**DATA PROVIDED**
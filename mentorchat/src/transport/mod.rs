//! Live-channel transport abstraction.
//!
//! A [`Connector`] opens one persistent connection to the chat server and
//! hands back a [`ChannelLink`]: an outbound frame queue and an inbound
//! frame stream. Implementations:
//! - [`websocket::WsConnector`] — JSON frames over a WebSocket
//! - [`loopback::LoopbackConnector`] — in-process channels for testing
//!
//! Lifecycle callbacks map onto the link: a successful `connect` is
//! on-connected, the inbound stream ending is on-disconnected, and a
//! [`ServerFrame::Error`] is on-protocol-error.

pub mod loopback;
pub mod websocket;

use tokio::sync::mpsc;
use tokio::task::{AbortHandle, JoinHandle};

use mentorchat_proto::channel::{ClientFrame, ServerFrame};

/// Errors that can occur during transport operations.
#[derive(Debug, thiserror::Error)]
pub enum TransportError {
    /// The connection has been closed.
    #[error("connection closed")]
    ConnectionClosed,

    /// The operation timed out before completing.
    #[error("transport operation timed out")]
    Timeout,

    /// The outbound queue is full; the frame was not written.
    #[error("outbound queue full")]
    Busy,

    /// The server could not be reached.
    #[error("server {0} is unreachable")]
    Unreachable(String),

    /// An underlying I/O error occurred.
    #[error("transport I/O error: {0}")]
    Io(#[from] std::io::Error),
}

/// An open connection to the chat server.
///
/// Dropping the link closes the connection: background tasks registered via
/// [`with_tasks`](Self::with_tasks) are aborted.
#[derive(Debug)]
pub struct ChannelLink {
    outbound: mpsc::Sender<ClientFrame>,
    inbound: mpsc::Receiver<ServerFrame>,
    tasks: Vec<AbortHandle>,
}

impl ChannelLink {
    /// Creates a link from its two frame queues.
    #[must_use]
    pub const fn new(
        outbound: mpsc::Sender<ClientFrame>,
        inbound: mpsc::Receiver<ServerFrame>,
    ) -> Self {
        Self {
            outbound,
            inbound,
            tasks: Vec::new(),
        }
    }

    /// Ties background tasks to the link's lifetime.
    #[must_use]
    pub fn with_tasks(mut self, handles: impl IntoIterator<Item = JoinHandle<()>>) -> Self {
        self.tasks
            .extend(handles.into_iter().map(|h| h.abort_handle()));
        self
    }

    /// Queues a frame for sending without waiting.
    ///
    /// # Errors
    ///
    /// - [`TransportError::Busy`] if the outbound queue is full.
    /// - [`TransportError::ConnectionClosed`] if the connection is gone.
    pub fn try_send(&self, frame: ClientFrame) -> Result<(), TransportError> {
        self.outbound.try_send(frame).map_err(|e| match e {
            mpsc::error::TrySendError::Full(_) => TransportError::Busy,
            mpsc::error::TrySendError::Closed(_) => TransportError::ConnectionClosed,
        })
    }

    /// Receives the next frame; `None` once the connection is lost.
    pub async fn recv(&mut self) -> Option<ServerFrame> {
        self.inbound.recv().await
    }

    /// Returns `true` while the outbound side still accepts frames.
    #[must_use]
    pub fn is_open(&self) -> bool {
        !self.outbound.is_closed()
    }
}

impl Drop for ChannelLink {
    fn drop(&mut self) {
        for task in &self.tasks {
            task.abort();
        }
    }
}

/// Opens live-channel connections.
///
/// Each call to [`connect`](Self::connect) is one attempt; retry policy
/// belongs to the caller.
pub trait Connector: Send + Sync + 'static {
    /// Open a new connection.
    ///
    /// # Errors
    ///
    /// Returns [`TransportError`] if the server cannot be reached or the
    /// handshake fails.
    fn connect(&self) -> impl std::future::Future<Output = Result<ChannelLink, TransportError>> + Send;
}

**EXERCISE OBJECTIVE**
Only the lines that contain the word "mpsc" should be copied from the material.

**YOUR RESPONSE**
use tokio::sync::mpsc;
    outbound: mpsc::Sender<ClientFrame>,
    inbound: mpsc::Receiver<ServerFrame>,
        outbound: mpsc::Sender<ClientFrame>,
        inbound: mpsc::Receiver<ServerFrame>,
            mpsc::error::TrySendError::Full(_) => TransportError::Busy,
            mpsc::error::TrySendError::Closed(_) => TransportError::ConnectionClosed,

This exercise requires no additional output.